How to complete this task –
Copy out the data below verbatim.

Extracted records –
▼▼▼
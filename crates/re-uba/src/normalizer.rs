//! Normalizer (Risk): `spec.md` §4.12. Grounded on
//! `risk-index/engine/normalizer.py`'s clamp + band thresholds and the
//! exact `0.3*completeness + 0.7*mean(component_confidence)` formula.

use std::collections::BTreeMap;

use serde::{Deserialize, Serialize};

use re_records::{Clock, IdSource, RiskScore, SeverityBand};

use crate::error::{Result, UbaError};

/// One raw risk component with its own confidence in [0,1] (how much the
/// signal source trusts its own contribution, not the final risk level).
#[derive(Debug, Clone, Serialize, Deserialize)]
pub struct RiskComponent {
    pub name: String,
    pub raw_value: f64,
    pub confidence: f64,
}

pub struct Normalizer;

impl Normalizer {
    /// `completeness` is the fraction of expected components that were
    /// actually supplied (caller-computed, since only the caller knows the
    /// full expected set for a given identity/window).
    pub fn normalize(
        identity_id: impl Into<String>,
        components: &[RiskComponent],
        completeness: f64,
        ids: &mut impl IdSource,
        clock: &impl Clock,
    ) -> Result<RiskScore> {
        if components.is_empty() {
            return Err(UbaError::EmptyComponents);
        }

        let raw_sum: f64 = components.iter().map(|c| c.raw_value).sum();
        let normalized_score = raw_sum.clamp(0.0, 100.0);
        let severity_band = SeverityBand::from_score(normalized_score);

        let mean_component_confidence =
            components.iter().map(|c| c.confidence).sum::<f64>() / components.len() as f64;
        let confidence = 0.3 * completeness.clamp(0.0, 1.0) + 0.7 * mean_component_confidence.clamp(0.0, 1.0);

        let mut raw_components = BTreeMap::new();
        for component in components {
            raw_components.insert(component.name.clone(), component.raw_value);
        }

        Ok(RiskScore {
            score_id: ids.next_id().to_string(),
            identity_id: identity_id.into(),
            raw_components,
            normalized_score,
            severity_band,
            confidence,
            timestamp: clock.now_rfc3339(),
        })
    }
}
▲▲▲
Response –
filename crates/re-uba/src/normalizer.rs
//! Normalizer (Risk): `spec.md` §4.12. Grounded on
//! `risk-index/engine/normalizer.py`'s clamp + band thresholds and the
//! exact `0.3*completeness + 0.7*mean(component_confidence)` formula.

use std::collections::BTreeMap;

use serde::{Deserialize, Serialize};

use re_records::{Clock, IdSource, RiskScore, SeverityBand};

use crate::error::{Result, UbaError};

/// One raw risk component with its own confidence in [0,1] (how much the
/// signal source trusts its own contribution, not the final risk level).
#[derive(Debug, Clone, Serialize, Deserialize)]
pub struct RiskComponent {
    pub name: String,
    pub raw_value: f64,
    pub confidence: f64,
}

pub struct Normalizer;

impl Normalizer {
    /// `completeness` is the fraction of expected components that were
    /// actually supplied (caller-computed, since only the caller knows the
    /// full expected set for a given identity/window).
    pub fn normalize(
        identity_id: impl Into<String>,
        components: &[RiskComponent],
        completeness: f64,
        ids: &mut impl IdSource,
        clock: &impl Clock,
    ) -> Result<RiskScore> {
        if components.is_empty() {
            return Err(UbaError::EmptyComponents);
        }

        let raw_sum: f64 = components.iter().map(|c| c.raw_value).sum();
        let normalized_score = raw_sum.clamp(0.0, 100.0);
        let severity_band = SeverityBand::from_score(normalized_score);

        let mean_component_confidence =
            components.iter().map(|c| c.confidence).sum::<f64>() / components.len() as f64;
        let confidence = 0.3 * completeness.clamp(0.0, 1.0) + 0.7 * mean_component_confidence.clamp(0.0, 1.0);

        let mut raw_components = BTreeMap::new();
        for component in components {
            raw_components.insert(component.name.clone(), component.raw_value);
        }

        Ok(RiskScore {
            score_id: ids.next_id().to_string(),
            identity_id: identity_id.into(),
            raw_components,
            normalized_score,
            severity_band,
            confidence,
            timestamp: clock.now_rfc3339(),
        })
    }
}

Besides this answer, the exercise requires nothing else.